The answer must be every line below that contains the string "Inherits".
Materials provided: Begin
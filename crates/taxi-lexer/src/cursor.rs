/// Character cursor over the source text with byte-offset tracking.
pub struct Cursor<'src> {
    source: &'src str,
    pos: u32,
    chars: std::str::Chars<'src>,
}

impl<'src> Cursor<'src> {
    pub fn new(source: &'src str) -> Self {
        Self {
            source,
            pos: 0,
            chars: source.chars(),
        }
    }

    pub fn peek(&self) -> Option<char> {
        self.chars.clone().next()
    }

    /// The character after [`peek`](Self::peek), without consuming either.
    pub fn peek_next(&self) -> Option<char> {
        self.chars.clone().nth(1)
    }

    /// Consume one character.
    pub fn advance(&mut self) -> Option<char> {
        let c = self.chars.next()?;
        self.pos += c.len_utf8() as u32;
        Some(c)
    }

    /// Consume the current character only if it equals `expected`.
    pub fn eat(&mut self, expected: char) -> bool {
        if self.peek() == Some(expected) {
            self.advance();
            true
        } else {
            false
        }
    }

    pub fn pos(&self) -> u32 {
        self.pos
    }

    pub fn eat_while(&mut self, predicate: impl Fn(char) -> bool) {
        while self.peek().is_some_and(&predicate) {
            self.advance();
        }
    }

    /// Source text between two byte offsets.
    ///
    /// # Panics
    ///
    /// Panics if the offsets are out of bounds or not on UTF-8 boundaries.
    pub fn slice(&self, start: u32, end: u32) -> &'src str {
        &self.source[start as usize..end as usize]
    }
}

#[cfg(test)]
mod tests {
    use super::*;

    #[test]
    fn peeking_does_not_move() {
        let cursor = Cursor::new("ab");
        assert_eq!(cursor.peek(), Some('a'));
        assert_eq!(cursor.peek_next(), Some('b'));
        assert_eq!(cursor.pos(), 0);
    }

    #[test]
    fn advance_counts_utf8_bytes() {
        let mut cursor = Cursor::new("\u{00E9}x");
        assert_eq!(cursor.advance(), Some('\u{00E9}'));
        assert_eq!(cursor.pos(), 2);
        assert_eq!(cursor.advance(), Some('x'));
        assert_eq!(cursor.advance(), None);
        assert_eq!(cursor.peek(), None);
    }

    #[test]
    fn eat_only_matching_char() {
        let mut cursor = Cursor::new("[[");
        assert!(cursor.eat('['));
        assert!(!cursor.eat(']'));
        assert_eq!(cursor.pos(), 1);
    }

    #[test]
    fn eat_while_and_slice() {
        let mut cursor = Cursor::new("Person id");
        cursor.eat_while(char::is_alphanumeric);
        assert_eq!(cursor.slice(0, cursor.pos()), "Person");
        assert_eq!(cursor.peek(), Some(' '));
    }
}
Materials provided: End
Materials provided: Begin
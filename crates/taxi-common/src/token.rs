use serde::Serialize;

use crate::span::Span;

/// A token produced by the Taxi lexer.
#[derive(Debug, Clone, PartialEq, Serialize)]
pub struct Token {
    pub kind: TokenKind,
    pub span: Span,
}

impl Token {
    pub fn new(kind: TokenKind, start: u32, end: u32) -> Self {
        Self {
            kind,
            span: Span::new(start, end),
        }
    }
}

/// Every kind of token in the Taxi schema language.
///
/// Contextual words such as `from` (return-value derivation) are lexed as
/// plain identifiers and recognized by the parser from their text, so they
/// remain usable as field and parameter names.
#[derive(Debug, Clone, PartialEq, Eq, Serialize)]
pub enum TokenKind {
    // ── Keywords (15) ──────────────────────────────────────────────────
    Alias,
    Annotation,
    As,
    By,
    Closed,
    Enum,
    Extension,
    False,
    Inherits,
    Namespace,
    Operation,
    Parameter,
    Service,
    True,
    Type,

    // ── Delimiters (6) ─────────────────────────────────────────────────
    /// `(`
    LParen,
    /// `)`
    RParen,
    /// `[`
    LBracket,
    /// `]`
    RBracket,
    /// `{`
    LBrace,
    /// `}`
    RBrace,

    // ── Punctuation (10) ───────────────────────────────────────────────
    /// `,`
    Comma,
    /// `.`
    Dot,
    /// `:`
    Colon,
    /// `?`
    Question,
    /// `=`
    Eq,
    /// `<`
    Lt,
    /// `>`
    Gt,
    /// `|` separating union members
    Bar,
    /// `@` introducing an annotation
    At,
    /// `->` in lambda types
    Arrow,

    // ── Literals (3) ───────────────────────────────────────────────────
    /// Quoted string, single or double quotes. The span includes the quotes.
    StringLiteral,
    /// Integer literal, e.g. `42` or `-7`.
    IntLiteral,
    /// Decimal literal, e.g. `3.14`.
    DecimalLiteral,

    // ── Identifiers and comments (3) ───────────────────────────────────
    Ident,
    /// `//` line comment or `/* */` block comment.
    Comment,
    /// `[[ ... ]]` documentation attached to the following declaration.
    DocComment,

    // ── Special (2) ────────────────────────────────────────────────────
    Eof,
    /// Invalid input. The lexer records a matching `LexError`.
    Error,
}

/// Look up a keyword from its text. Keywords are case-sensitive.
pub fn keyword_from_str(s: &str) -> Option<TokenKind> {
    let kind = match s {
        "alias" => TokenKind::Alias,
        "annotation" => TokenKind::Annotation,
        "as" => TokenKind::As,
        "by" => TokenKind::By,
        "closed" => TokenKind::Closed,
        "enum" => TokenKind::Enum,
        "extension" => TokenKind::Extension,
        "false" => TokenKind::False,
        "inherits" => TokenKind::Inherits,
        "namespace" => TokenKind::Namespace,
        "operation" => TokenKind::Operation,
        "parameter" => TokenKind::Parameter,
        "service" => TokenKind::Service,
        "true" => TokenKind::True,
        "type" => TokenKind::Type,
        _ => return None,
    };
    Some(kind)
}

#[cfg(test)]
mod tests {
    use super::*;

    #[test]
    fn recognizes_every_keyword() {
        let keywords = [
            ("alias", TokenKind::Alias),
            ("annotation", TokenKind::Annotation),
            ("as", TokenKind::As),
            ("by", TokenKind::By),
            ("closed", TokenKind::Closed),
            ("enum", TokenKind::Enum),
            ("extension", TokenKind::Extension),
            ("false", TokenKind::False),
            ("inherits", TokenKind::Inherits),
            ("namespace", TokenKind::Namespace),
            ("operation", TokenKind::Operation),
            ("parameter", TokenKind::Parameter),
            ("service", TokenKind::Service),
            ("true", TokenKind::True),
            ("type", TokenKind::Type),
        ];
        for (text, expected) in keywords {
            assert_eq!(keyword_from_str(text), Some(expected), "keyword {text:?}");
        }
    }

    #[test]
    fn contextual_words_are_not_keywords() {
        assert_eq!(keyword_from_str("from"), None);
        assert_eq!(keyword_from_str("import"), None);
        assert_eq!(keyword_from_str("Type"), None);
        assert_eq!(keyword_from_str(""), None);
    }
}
Materials provided: End
## [Response to this exercise]
    Inherits,
        "inherits" => TokenKind::Inherits,
            ("inherits", TokenKind::Inherits),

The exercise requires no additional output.